On Thursday, a Kenyan appeals court ruled that the current practice of forcing men suspected of being gay or bisexual to submit to anal examinations designed to “prove” their homosexuality is unlawful.
The appeals court decision overturns a Kenyan High Court decision from 2016 involving the 2015 arrest and detention of two men suspected of engaging in homosexual sex acts, which are criminalized under Kenyan law and can carry a prison sentence of up to 14 years.
During their time in custody, the men, identified in court documents as C.O.I. and G.M.N., were forced to undergo anal examinations and were tested for HIV and hepatitis against their will. In its decision the High Court ruled that “there was no other way evidence could have been obtained to ascertain that they are gay without carrying out anal analysis.”
The National Gay and Lesbian Human Rights Commission, which defended the men, sued on their behalf, alleging that the practice of forced medical exams was unconstitutional, sparking an almost three-year-long court fight involving several appeals.
“We are thankful that the Appeal Court has put Kenyan citizens’ rights first,” Njeri Gateru, the head of legal affairs for the NGLHRC, said in a statement. “With this ruling, the judges are saying that we all deserve to be treated with dignity and afforded our basic rights, as enshrined in the Kenyan Constitution.
“The humiliation and pain caused by these useless anal examinations will follow our clients for the rest of their lives,” added Gateru. “However, we are emboldened to see our constitution at work, ensuring that all Kenyans have the right to dignity.”
The practice of forced anal exams, which is fairly uncommon in Kenya — particularly in comparison to some of its fellow African nations, like Cameroon, Egypt, Tanzania, and Uganda — is rooted in a widely-discredited theory promoted by a nineteenth-century forensic doctor who claimed that the anuses of men who engaged in receptive anal sex would demonstrate particular telltale characteristics.

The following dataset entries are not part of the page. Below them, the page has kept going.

//! Route handlers organized by resource

pub mod audit;
pub mod auth;
pub mod dependencies;
pub mod health;
pub mod import;
pub mod jobs;
pub mod notifications;
pub mod reports;
pub mod scan;
pub mod sounds;
//! Value types with validation at construction
//!
//! All user input is validated when creating these types.
//! Invalid input returns ValidationError, not panic.

pub mod barcode;
pub mod kinds;
pub mod names;
pub mod validation;

pub use barcode::Barcode;
pub use kinds::{AuditAction, PopupType, SoundEvent};
pub use names::{Description, JobName, Notes, SubJobName};
pub use validation::ValidationError;
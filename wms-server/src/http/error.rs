//! API error types with IntoResponse
//!
//! Errors are converted to the JSON envelope with `success: false` and an
//! HTTP status matching the failure.

use axum::http::StatusCode;
use axum::response::{IntoResponse, Response};
use axum::Json;
use serde_json::{json, Value};
use wms_core::messages;
use wms_core::ValidationError;

use crate::db::DbError;
use crate::services::scan::DuplicateScan;
use crate::services::{MissingDependencies, ServiceError};

/// API error type with automatic HTTP status mapping
#[derive(Debug)]
pub enum ApiError {
    /// Validation failed (400)
    Validation(ValidationError),

    /// Well-formed but unusable input (400)
    BadRequest { message: String },

    /// No valid session (401)
    Unauthorized { message: String },

    /// Resource not found (404)
    NotFound { message: String },

    /// Name taken, record in use (409)
    Conflict { message: String },

    /// Barcode already scanned for this job (409)
    Duplicate(Box<DuplicateScan>),

    /// Required jobs not scanned yet (422)
    MissingDependencies(Box<MissingDependencies>),

    /// Too many requests from this client (429)
    RateLimited,

    /// Database error (500, logged)
    Database(DbError),

    /// Internal error (500, logged)
    Internal { message: String },
}

impl ApiError {
    pub fn bad_request(message: impl Into<String>) -> Self {
        Self::BadRequest {
            message: message.into(),
        }
    }

    pub fn unauthorized() -> Self {
        Self::Unauthorized {
            message: messages::LOGIN_REQUIRED.to_string(),
        }
    }

    pub fn status(&self) -> StatusCode {
        match self {
            Self::Validation(_) | Self::BadRequest { .. } => StatusCode::BAD_REQUEST,
            Self::Unauthorized { .. } => StatusCode::UNAUTHORIZED,
            Self::NotFound { .. } => StatusCode::NOT_FOUND,
            Self::Conflict { .. } | Self::Duplicate(_) => StatusCode::CONFLICT,
            Self::MissingDependencies(_) => StatusCode::UNPROCESSABLE_ENTITY,
            Self::RateLimited => StatusCode::TOO_MANY_REQUESTS,
            Self::Database(_) | Self::Internal { .. } => StatusCode::INTERNAL_SERVER_ERROR,
        }
    }

    fn kind(&self) -> &'static str {
        match self {
            Self::Validation(_) => "validation_error",
            Self::BadRequest { .. } => "bad_request",
            Self::Unauthorized { .. } => "unauthorized",
            Self::NotFound { .. } => "not_found",
            Self::Conflict { .. } => "conflict",
            Self::Duplicate(_) => "duplicate_scan",
            Self::MissingDependencies(_) => "missing_dependencies",
            Self::RateLimited => "rate_limited",
            Self::Database(_) | Self::Internal { .. } => "internal_error",
        }
    }
}

impl IntoResponse for ApiError {
    fn into_response(self) -> Response {
        let status = self.status();
        let kind = self.kind();

        let (message, data): (String, Option<Value>) = match self {
            Self::Validation(e) => (e.to_string(), None),
            Self::BadRequest { message }
            | Self::Unauthorized { message }
            | Self::NotFound { message }
            | Self::Conflict { message } => (message, None),
            Self::Duplicate(dup) => (dup.message.clone(), serde_json::to_value(&*dup).ok()),
            Self::MissingDependencies(missing) => (
                missing.message.clone(),
                serde_json::to_value(&*missing).ok(),
            ),
            Self::RateLimited => (messages::RATE_LIMITED.to_string(), None),
            Self::Database(e) => {
                // Log the actual error, return generic message
                tracing::error!("Database error: {}", e);
                (messages::INTERNAL_ERROR.to_string(), None)
            }
            Self::Internal { message } => {
                tracing::error!("Internal error: {}", message);
                (messages::INTERNAL_ERROR.to_string(), None)
            }
        };

        let mut body = json!({
            "success": false,
            "error": kind,
            "message": message,
        });
        if let Some(data) = data {
            body["data"] = data;
        }

        (status, Json(body)).into_response()
    }
}

impl From<ValidationError> for ApiError {
    fn from(e: ValidationError) -> Self {
        Self::Validation(e)
    }
}

impl From<DbError> for ApiError {
    fn from(e: DbError) -> Self {
        ServiceError::from(e).into()
    }
}

impl From<ServiceError> for ApiError {
    fn from(e: ServiceError) -> Self {
        match e {
            ServiceError::Validation(v) => Self::Validation(v),
            ServiceError::BadInput { message } => Self::BadRequest { message },
            ServiceError::NotFound { message } => Self::NotFound { message },
            ServiceError::Conflict { message } => Self::Conflict { message },
            ServiceError::Duplicate(dup) => Self::Duplicate(dup),
            ServiceError::MissingDependencies(missing) => Self::MissingDependencies(missing),
            ServiceError::Db(db) => Self::Database(db),
            ServiceError::Internal(message) => Self::Internal { message },
        }
    }
}

#[cfg(test)]
mod tests {
    use super::*;
    use axum::body::to_bytes;
    use wms_core::rules::RequiredJob;

    async fn body_json(response: Response) -> Value {
        let bytes = to_bytes(response.into_body(), usize::MAX).await.unwrap();
        serde_json::from_slice(&bytes).unwrap()
    }

    #[tokio::test]
    async fn validation_error_is_400() {
        let err = ApiError::Validation(ValidationError::Empty { field: "บาร์โค้ด" });
        let response = err.into_response();
        assert_eq!(response.status(), StatusCode::BAD_REQUEST);

        let body = body_json(response).await;
        assert_eq!(body["success"], false);
        assert_eq!(body["error"], "validation_error");
        assert_eq!(body["message"], messages::EMPTY_BARCODE);
    }

    #[tokio::test]
    async fn missing_dependencies_is_422_with_jobs() {
        let err: ApiError = ServiceError::MissingDependencies(Box::new(MissingDependencies::new(
            vec![RequiredJob {
                job_id: 1,
                job_name: "1.Release".into(),
            }],
            None,
        )))
        .into();
        let response = err.into_response();
        assert_eq!(response.status(), StatusCode::UNPROCESSABLE_ENTITY);

        let body = body_json(response).await;
        assert_eq!(body["data"]["missing"][0]["job_name"], "1.Release");
    }

    #[tokio::test]
    async fn db_not_found_is_404() {
        let err: ApiError = DbError::not_found("scan", 9).into();
        assert_eq!(err.into_response().status(), StatusCode::NOT_FOUND);
    }

    #[tokio::test]
    async fn database_error_hides_details() {
        let err: ApiError = DbError::from(sqlx::Error::PoolTimedOut).into();
        let response = err.into_response();
        assert_eq!(response.status(), StatusCode::INTERNAL_SERVER_ERROR);

        let body = body_json(response).await;
        assert_eq!(body["message"], messages::INTERNAL_ERROR);
    }

    #[test]
    fn rate_limited_is_429() {
        assert_eq!(ApiError::RateLimited.status(), StatusCode::TOO_MANY_REQUESTS);
    }
}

Typically, the examinations involve doctors or medical personnel inserting fingers or foreign objects into a subject’s anus, or examining the tone or coloration of the anal region. The Independent Forensic Experts Group has said the exams not only violate medical ethics, but have no basis in scientific fact. And human rights advocates have said the practice amounts to torture and have labeled it a form of state-sponsored rape.
In September 2017, the Kenya Medical Association, the leading professional body for doctors, passed a resolution condemning the use of forced anal exams, “even in the guise of discovering crimes.” The association issued an additional press release advising medical practitioners to adhere to the association’s Code of Ethics and Professional Conduct, even when dealing with patients in police custody.
“The ruling that forced anal exams violate Kenya’s constitution is of tremendous significance,” Neela Ghoshal, a senior LGBT rights researcher at Human Rights Watch, said in a statement. “The ruling affirms the dignity of the two Kenyan men who were subjected to these horrific exams, and it reinforces the understanding that the constitution applies to all Kenyans, regardless of their sexual orientation or gender identity.”
NGLHRC is currently involved in a separate case asking Kenya’s High Court to repeal sections of the country’s Penal Code that criminalize consensual homosexual acts. The next hearing in that case is scheduled for April 26.
The LGBTQ human rights advocacy group OutRight Action International praised the court of appeals’ ruling in a statement.
“Forced anal examinations amount to torture, and no one should ever be exposed to such a degrading and dehumanizing experience,” said Jessica Stern, the executive director of OutRight Action International. “The Kenyan Courts ruled in favor of international law and in favor of human dignity. Other countries should follow suit and put an end to this discredited practice.”
Editor’s Note: This story was updated to include reaction from Human Rights Watch.